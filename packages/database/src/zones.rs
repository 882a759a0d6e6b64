//! The `zones` table: the last loaded zone catalog.

use duckdb::Connection;
use zone_safety_incident_models::Coordinates;
use zone_safety_zone_models::{Zone, ZoneCatalog, ZoneKind};

use crate::DbError;
use crate::convert::parse_enum;

/// Replaces the stored catalog with `catalog`.
///
/// # Errors
///
/// Returns [`DbError`] if any statement fails; the previous catalog is
/// kept in that case.
pub fn replace(conn: &mut Connection, catalog: &ZoneCatalog) -> Result<usize, DbError> {
    let tx = conn.transaction()?;
    tx.execute("DELETE FROM zones", [])?;

    {
        let mut stmt = tx.prepare(
            "INSERT INTO zones (
                code, kind, name, parent_code, area_km2, boundary_geojson,
                centroid_lng, centroid_lat
            ) VALUES (?, ?, ?, ?, ?, ?, ?, ?)",
        )?;

        for zone in catalog.zones() {
            stmt.execute(duckdb::params![
                zone.code,
                zone.kind.as_ref(),
                zone.name,
                zone.parent_code,
                zone.area_km2,
                zone.boundary_geojson,
                zone.centroid.map(|c| c.longitude),
                zone.centroid.map(|c| c.latitude),
            ])?;
        }
    }

    tx.commit()?;
    log::info!("Stored {} zones", catalog.len());

    Ok(catalog.len())
}

/// Loads the stored zones, ordered by code.
///
/// # Errors
///
/// Returns [`DbError`] if the query fails or a row is unreadable.
pub fn load(conn: &Connection) -> Result<Vec<Zone>, DbError> {
    let mut stmt = conn.prepare(
        "SELECT code, kind, name, parent_code, area_km2, boundary_geojson,
                centroid_lng, centroid_lat
         FROM zones
         ORDER BY code",
    )?;

    let rows = stmt.query_map([], |row| {
        Ok((
            row.get::<_, String>(0)?,
            row.get::<_, String>(1)?,
            row.get::<_, String>(2)?,
            row.get::<_, Option<String>>(3)?,
            row.get::<_, f64>(4)?,
            row.get::<_, Option<String>>(5)?,
            row.get::<_, Option<f64>>(6)?,
            row.get::<_, Option<f64>>(7)?,
        ))
    })?;

    let mut zones = Vec::new();
    for row in rows {
        let (code, kind, name, parent_code, area_km2, boundary_geojson, lng, lat) = row?;
        let centroid = match (lng, lat) {
            (Some(lng), Some(lat)) => Some(Coordinates::new(lng, lat).map_err(|e| {
                DbError::Conversion {
                    message: format!("zone {code}: {e}"),
                }
            })?),
            _ => None,
        };

        zones.push(Zone {
            kind: parse_enum::<ZoneKind>("zone kind", &kind)?,
            code,
            name,
            parent_code,
            area_km2,
            boundary_geojson,
            centroid,
        });
    }

    Ok(zones)
}
#![cfg_attr(feature = "fail-on-warnings", deny(warnings))]
#![warn(clippy::all, clippy::pedantic, clippy::nursery, clippy::cargo)]
#![allow(clippy::multiple_crate_versions, clippy::cargo_common_metadata)]

//! ETL job records and run requests.
//!
//! An [`EtlJob`] moves `PENDING -> RUNNING -> {SUCCEEDED, FAILED}`. Every
//! other move is rejected with [`JobStateError`], so a finished job can
//! never be restarted or finished twice.

use chrono::{DateTime, NaiveDate, Utc};
use serde::{Deserialize, Serialize};
use serde_json::{Map, Value};
use strum_macros::{AsRefStr, Display, EnumString};
use uuid::Uuid;

/// Metadata key set on jobs that found fresh scores and wrote nothing.
pub const SKIPPED_KEY: &str = "skipped";

/// Metadata key holding the zone codes a restricted job was asked for.
pub const ZONES_KEY: &str = "zones";

/// Errors from job state changes.
#[derive(Debug, Clone, PartialEq, Eq, thiserror::Error)]
pub enum JobStateError {
    /// The requested move is not part of the job lifecycle.
    #[error("Illegal job transition from {from} to {to}")]
    IllegalTransition {
        /// Status the job was in.
        from: JobStatus,
        /// Status that was requested.
        to: JobStatus,
    },
}

/// Lifecycle state of an [`EtlJob`].
#[derive(
    Debug,
    Clone,
    Copy,
    PartialEq,
    Eq,
    Hash,
    Serialize,
    Deserialize,
    Display,
    EnumString,
    AsRefStr,
)]
#[serde(rename_all = "SCREAMING_SNAKE_CASE")]
#[strum(serialize_all = "SCREAMING_SNAKE_CASE")]
pub enum JobStatus {
    Pending,
    Running,
    Succeeded,
    Failed,
}

impl JobStatus {
    /// `SUCCEEDED` or `FAILED`.
    #[must_use]
    pub const fn is_terminal(self) -> bool {
        matches!(self, Self::Succeeded | Self::Failed)
    }

    /// Whether `self -> next` is a legal move.
    #[must_use]
    pub const fn can_transition_to(self, next: Self) -> bool {
        matches!(
            (self, next),
            (Self::Pending, Self::Running) | (Self::Running, Self::Succeeded | Self::Failed)
        )
    }
}

/// How much incident history a run fetches.
#[derive(
    Debug,
    Clone,
    Copy,
    Default,
    PartialEq,
    Eq,
    Hash,
    Serialize,
    Deserialize,
    Display,
    EnumString,
    AsRefStr,
)]
#[serde(rename_all = "SCREAMING_SNAKE_CASE")]
#[strum(serialize_all = "SCREAMING_SNAKE_CASE", ascii_case_insensitive)]
pub enum RunMode {
    /// The full lookback window ending at the as-of date
    #[default]
    Batch,
    /// From the newest stored incident, minus a buffer
    Incremental,
}

/// One run of the pipeline.
#[derive(Debug, Clone, PartialEq, Serialize, Deserialize)]
#[serde(rename_all = "camelCase")]
pub struct EtlJob {
    pub id: Uuid,
    pub mode: RunMode,
    pub status: JobStatus,
    /// Calculation date the job computes scores for.
    pub as_of: NaiveDate,
    pub created_at: DateTime<Utc>,
    pub started_at: Option<DateTime<Utc>>,
    pub finished_at: Option<DateTime<Utc>>,
    /// Zone score rows written by this run.
    pub records_processed: u64,
    pub zones_total: u64,
    pub zones_completed: u64,
    pub error: Option<String>,
    pub metadata: Map<String, Value>,
}

impl EtlJob {
    /// A new `PENDING` job with a random id.
    #[must_use]
    pub fn new(mode: RunMode, as_of: NaiveDate, created_at: DateTime<Utc>) -> Self {
        Self {
            id: Uuid::new_v4(),
            mode,
            status: JobStatus::Pending,
            as_of,
            created_at,
            started_at: None,
            finished_at: None,
            records_processed: 0,
            zones_total: 0,
            zones_completed: 0,
            error: None,
            metadata: Map::new(),
        }
    }

    fn transition(&mut self, to: JobStatus) -> Result<(), JobStateError> {
        if !self.status.can_transition_to(to) {
            return Err(JobStateError::IllegalTransition {
                from: self.status,
                to,
            });
        }
        self.status = to;
        Ok(())
    }

    /// `PENDING -> RUNNING`, recording the start time.
    ///
    /// # Errors
    ///
    /// Returns [`JobStateError::IllegalTransition`] unless the job is
    /// pending.
    pub fn start(&mut self, now: DateTime<Utc>) -> Result<(), JobStateError> {
        self.transition(JobStatus::Running)?;
        self.started_at = Some(now);
        Ok(())
    }

    /// `RUNNING -> SUCCEEDED`, recording the end time and record count.
    ///
    /// # Errors
    ///
    /// Returns [`JobStateError::IllegalTransition`] unless the job is
    /// running.
    pub fn succeed(
        &mut self,
        now: DateTime<Utc>,
        records_processed: u64,
    ) -> Result<(), JobStateError> {
        self.transition(JobStatus::Succeeded)?;
        self.finished_at = Some(now);
        self.records_processed = records_processed;
        Ok(())
    }

    /// `RUNNING -> FAILED`, recording the end time and error detail.
    ///
    /// # Errors
    ///
    /// Returns [`JobStateError::IllegalTransition`] unless the job is
    /// running.
    pub fn fail(
        &mut self,
        now: DateTime<Utc>,
        error: impl Into<String>,
    ) -> Result<(), JobStateError> {
        self.transition(JobStatus::Failed)?;
        self.finished_at = Some(now);
        self.error = Some(error.into());
        Ok(())
    }

    pub fn set_metadata(&mut self, key: &str, value: impl Into<Value>) {
        self.metadata.insert(key.to_string(), value.into());
    }

    /// Whether the job was satisfied by scores already on disk.
    #[must_use]
    pub fn is_skipped(&self) -> bool {
        self.metadata.get(SKIPPED_KEY).and_then(Value::as_bool) == Some(true)
    }

    /// Zone codes the job was restricted to, or `None` if it scored the
    /// whole catalog. An unreadable list counts as restricted to nothing.
    #[must_use]
    pub fn zone_scope(&self) -> Option<Vec<String>> {
        let value = self.metadata.get(ZONES_KEY)?;
        Some(
            value
                .as_array()
                .map(|codes| {
                    codes
                        .iter()
                        .filter_map(|code| code.as_str().map(ToString::to_string))
                        .collect()
                })
                .unwrap_or_default(),
        )
    }

    /// Whether this job scored every zone in `requested` (`None` meaning
    /// the whole catalog).
    #[must_use]
    pub fn covers(&self, requested: Option<&[String]>) -> bool {
        match (self.zone_scope(), requested) {
            (None, _) => true,
            (Some(_), None) => false,
            (Some(scope), Some(requested)) => requested.iter().all(|code| scope.contains(code)),
        }
    }

    /// Wall-clock run time, once finished.
    #[must_use]
    pub fn duration(&self) -> Option<chrono::Duration> {
        Some(self.finished_at? - self.started_at?)
    }
}

/// Error returned for a date range that ends before it starts.
#[derive(Debug, Clone, Copy, PartialEq, Eq, thiserror::Error)]
#[error("Date range end {end} is before start {start}")]
pub struct InvalidDateRange {
    pub start: NaiveDate,
    pub end: NaiveDate,
}

/// Inclusive range of incident dates to fetch.
#[derive(Debug, Clone, Copy, PartialEq, Eq, Serialize, Deserialize)]
#[serde(try_from = "DateRangeRepr", into = "DateRangeRepr")]
pub struct DateRange {
    start: NaiveDate,
    end: NaiveDate,
}

#[derive(Serialize, Deserialize)]
struct DateRangeRepr {
    start: NaiveDate,
    end: NaiveDate,
}

impl TryFrom<DateRangeRepr> for DateRange {
    type Error = InvalidDateRange;

    fn try_from(repr: DateRangeRepr) -> Result<Self, Self::Error> {
        Self::new(repr.start, repr.end)
    }
}

impl From<DateRange> for DateRangeRepr {
    fn from(range: DateRange) -> Self {
        Self {
            start: range.start,
            end: range.end,
        }
    }
}

impl DateRange {
    /// # Errors
    ///
    /// Returns [`InvalidDateRange`] if `end` is before `start`.
    pub fn new(start: NaiveDate, end: NaiveDate) -> Result<Self, InvalidDateRange> {
        if end < start {
            return Err(InvalidDateRange { start, end });
        }
        Ok(Self { start, end })
    }

    #[must_use]
    pub const fn start(&self) -> NaiveDate {
        self.start
    }

    #[must_use]
    pub const fn end(&self) -> NaiveDate {
        self.end
    }
}

/// Parameters for one pipeline run.
#[derive(Debug, Clone, Default, PartialEq, Eq, Serialize, Deserialize)]
#[serde(default, rename_all = "camelCase")]
pub struct RunRequest {
    pub mode: RunMode,
    /// Restrict scoring to these zone codes. `None` scores every zone.
    pub zones: Option<Vec<String>>,
    /// Recompute even if a succeeded job already covers the as-of date.
    pub force_refresh: bool,
    /// Fetch window. Its end becomes the as-of date.
    pub date_range: Option<DateRange>,
    /// Calculation date when no range is given. Defaults to today.
    pub as_of: Option<NaiveDate>,
}

impl RunRequest {
    #[must_use]
    pub fn incremental() -> Self {
        Self {
            mode: RunMode::Incremental,
            ..Self::default()
        }
    }

    #[must_use]
    pub fn with_zones(mut self, zones: Vec<String>) -> Self {
        self.zones = Some(zones);
        self
    }

    #[must_use]
    pub const fn with_force_refresh(mut self, force_refresh: bool) -> Self {
        self.force_refresh = force_refresh;
        self
    }

    #[must_use]
    pub const fn with_date_range(mut self, range: DateRange) -> Self {
        self.date_range = Some(range);
        self
    }

    #[must_use]
    pub const fn with_as_of(mut self, as_of: NaiveDate) -> Self {
        self.as_of = Some(as_of);
        self
    }

    /// The calculation date this request computes for: the range end, then
    /// the explicit as-of date, then `today`.
    #[must_use]
    pub fn resolve_as_of(&self, today: NaiveDate) -> NaiveDate {
        self.date_range
            .map(|r| r.end())
            .or(self.as_of)
            .unwrap_or(today)
    }
}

----------

## WHAT NEEDS TO BE DONE
Respond with a number only: how many lines in the material contain the string "derive"?

## YOUR SOLUTION
8